■ Task item
Report only the number of lines that contain the string "never" in the records below.

(Collected data entries)
-*-

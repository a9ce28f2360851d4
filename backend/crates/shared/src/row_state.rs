//! Soft-delete flag
//!
//! Every mutable table carries an `is_deleted` SMALLINT column holding
//! `0` or `1`. Rows are never removed; deleting flips the flag and bumps
//! `updated_at`, and every read filters on [`RowState::Active`].

use std::fmt;

use thiserror::Error;

#[derive(Debug, Clone, Copy, PartialEq, Eq, Default)]
#[repr(i16)]
pub enum RowState {
    #[default]
    Active = 0,
    Deleted = 1,
}

/// Value read from `is_deleted` was neither 0 nor 1.
#[derive(Debug, Clone, Copy, PartialEq, Eq, Error)]
#[error("invalid is_deleted flag: {0}")]
pub struct InvalidRowState(pub i16);

impl RowState {
    /// Column value to bind
    #[inline]
    pub const fn flag(&self) -> i16 {
        *self as i16
    }

    #[inline]
    pub const fn is_deleted(&self) -> bool {
        matches!(self, RowState::Deleted)
    }

    pub fn from_flag(flag: i16) -> Result<Self, InvalidRowState> {
        match flag {
            0 => Ok(RowState::Active),
            1 => Ok(RowState::Deleted),
            other => Err(InvalidRowState(other)),
        }
    }
}

impl fmt::Display for RowState {
    fn fmt(&self, f: &mut fmt::Formatter<'_>) -> fmt::Result {
        f.write_str(match self {
            RowState::Active => "active",
            RowState::Deleted => "deleted",
        })
    }
}

#[cfg(test)]
mod tests {
    use super::*;

    #[test]
    fn test_flags_match_column_values() {
        assert_eq!(RowState::Active.flag(), 0);
        assert_eq!(RowState::Deleted.flag(), 1);
        assert_eq!(RowState::default(), RowState::Active);
    }

    #[test]
    fn test_from_flag() {
        assert_eq!(RowState::from_flag(0), Ok(RowState::Active));
        assert_eq!(RowState::from_flag(1), Ok(RowState::Deleted));
        assert_eq!(RowState::from_flag(2), Err(InvalidRowState(2)));
    }
}
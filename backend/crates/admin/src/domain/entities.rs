//! Admin Read Models

use account::domain::value_object::{PublicId, UserGroupId, UserId};
use chrono::{DateTime, Utc};

/// `user_groups.name` of the seeded administrator group
pub const ADMIN_GROUP_NAME: &str = "admin";

#[derive(Debug, Clone, PartialEq, Eq)]
pub struct GroupSummary {
    pub id: UserGroupId,
    pub name: String,
    pub display_name: String,
}

impl GroupSummary {
    pub fn is_admin_group(&self) -> bool {
        self.name == ADMIN_GROUP_NAME
    }
}

/// A row of the user table
#[derive(Debug, Clone, PartialEq, Eq)]
pub struct ManagedUser {
    pub user_id: UserId,
    pub public_id: PublicId,
    pub user_name: String,
    pub email: Option<String>,
    pub group: GroupSummary,
    pub created_at: DateTime<Utc>,
}

impl ManagedUser {
    /// Members of the admin group are never deletable from the panel
    pub fn is_deletable(&self) -> bool {
        !self.group.is_admin_group()
    }

    pub fn email_or_dash(&self) -> &str {
        self.email.as_deref().unwrap_or("-")
    }
}

#[cfg(test)]
mod tests {
    use super::*;

    fn group(id: i16, name: &str) -> GroupSummary {
        GroupSummary {
            id: UserGroupId::new(id),
            name: name.to_string(),
            display_name: name.to_string(),
        }
    }

    #[test]
    fn test_admin_members_are_not_deletable() {
        let mut user = ManagedUser {
            user_id: UserId::new(),
            public_id: PublicId::new(),
            user_name: "alice".to_string(),
            email: None,
            group: group(1, "admin"),
            created_at: Utc::now(),
        };
        assert!(!user.is_deletable());
        assert_eq!(user.email_or_dash(), "-");

        user.group = group(2, "user");
        assert!(user.is_deletable());
    }
}
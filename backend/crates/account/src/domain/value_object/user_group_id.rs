//! User group identifier (`user_groups.user_group_id`, SMALLINT)

use serde::{Deserialize, Serialize};
use std::fmt;

#[derive(Debug, Clone, Copy, PartialEq, Eq, Hash, PartialOrd, Ord, Serialize, Deserialize)]
#[serde(transparent)]
pub struct UserGroupId(i16);

impl UserGroupId {
    /// Seeded `admin` group
    pub const ADMIN: Self = Self(1);
    /// Seeded `user` group, assigned at registration
    pub const USER: Self = Self(2);

    pub const fn new(id: i16) -> Self {
        Self(id)
    }

    pub const fn value(&self) -> i16 {
        self.0
    }
}

impl Default for UserGroupId {
    fn default() -> Self {
        Self::USER
    }
}

impl fmt::Display for UserGroupId {
    fn fmt(&self, f: &mut fmt::Formatter<'_>) -> fmt::Result {
        write!(f, "{}", self.0)
    }
}

impl std::str::FromStr for UserGroupId {
    type Err = std::num::ParseIntError;

    fn from_str(s: &str) -> Result<Self, Self::Err> {
        s.trim().parse::<i16>().map(Self)
    }
}

#[cfg(test)]
mod tests {
    use super::*;

    #[test]
    fn test_seeded_ids() {
        assert_eq!(UserGroupId::ADMIN.value(), 1);
        assert_eq!(UserGroupId::USER.value(), 2);
        assert_eq!(UserGroupId::default(), UserGroupId::USER);
    }

    #[test]
    fn test_parse_form_value() {
        assert_eq!(" 1 ".parse::<UserGroupId>().unwrap(), UserGroupId::ADMIN);
        assert!("admin".parse::<UserGroupId>().is_err());
    }
}
//! Cookie Management Infrastructure
//!
//! Set-Cookie building and Cookie header parsing for the session cookie.

use axum::http::{HeaderMap, HeaderValue, header};

/// SameSite policy for cookies
#[derive(Debug, Clone, Copy, PartialEq, Eq, Default)]
pub enum SameSite {
    Strict,
    #[default]
    Lax,
    None,
}

impl SameSite {
    pub fn as_str(&self) -> &'static str {
        match self {
            SameSite::Strict => "Strict",
            SameSite::Lax => "Lax",
            SameSite::None => "None",
        }
    }
}

/// Cookie configuration
#[derive(Debug, Clone)]
pub struct CookieConfig {
    pub name: String,
    pub secure: bool,
    pub http_only: bool,
    pub same_site: SameSite,
    pub path: String,
    pub max_age_secs: Option<i64>,
}

impl Default for CookieConfig {
    fn default() -> Self {
        Self {
            name: "sessionId".to_string(),
            secure: true,
            http_only: true,
            same_site: SameSite::Lax,
            path: "/".to_string(),
            max_age_secs: None,
        }
    }
}

impl CookieConfig {
    /// Same cookie with a different Max-Age
    pub fn with_max_age(&self, max_age_secs: i64) -> Self {
        Self {
            max_age_secs: Some(max_age_secs),
            ..self.clone()
        }
    }

    /// Build Set-Cookie header value
    pub fn build_set_cookie(&self, value: &str) -> String {
        let mut cookie = format!("{}={}", self.name, value);

        if self.http_only {
            cookie.push_str("; HttpOnly");
        }
        if self.secure {
            cookie.push_str("; Secure");
        }
        cookie.push_str(&format!("; SameSite={}", self.same_site.as_str()));
        cookie.push_str(&format!("; Path={}", self.path));

        if let Some(max_age) = self.max_age_secs {
            cookie.push_str(&format!("; Max-Age={}", max_age));
        }

        cookie
    }

    /// Build Set-Cookie header that makes the browser drop the cookie
    pub fn build_delete_cookie(&self) -> String {
        let mut cookie = format!("{}=", self.name);
        if self.http_only {
            cookie.push_str("; HttpOnly");
        }
        if self.secure {
            cookie.push_str("; Secure");
        }
        cookie.push_str(&format!(
            "; SameSite={}; Path={}; Max-Age=0; Expires=Thu, 01 Jan 1970 00:00:00 GMT",
            self.same_site.as_str(),
            self.path
        ));
        cookie
    }
}

/// Extract a cookie value from headers
///
/// Every `Cookie` header is searched; browsers normally send one, HTTP/2
/// clients may split them.
pub fn extract_cookie(headers: &HeaderMap, name: &str) -> Option<String> {
    headers
        .get_all(header::COOKIE)
        .iter()
        .filter_map(|value| value.to_str().ok())
        .flat_map(|value| value.split(';'))
        .find_map(|cookie| {
            let (key, value) = cookie.trim().split_once('=')?;

            if key == name && !value.is_empty() {
                Some(value.to_string())
            } else {
                None
            }
        })
}

/// Create a Set-Cookie header value
pub fn set_cookie_header(config: &CookieConfig, value: &str) -> Option<HeaderValue> {
    HeaderValue::from_str(&config.build_set_cookie(value)).ok()
}

/// Create a Set-Cookie header value that clears the cookie
pub fn delete_cookie_header(config: &CookieConfig) -> Option<HeaderValue> {
    HeaderValue::from_str(&config.build_delete_cookie()).ok()
}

-*-

■ Task answer
2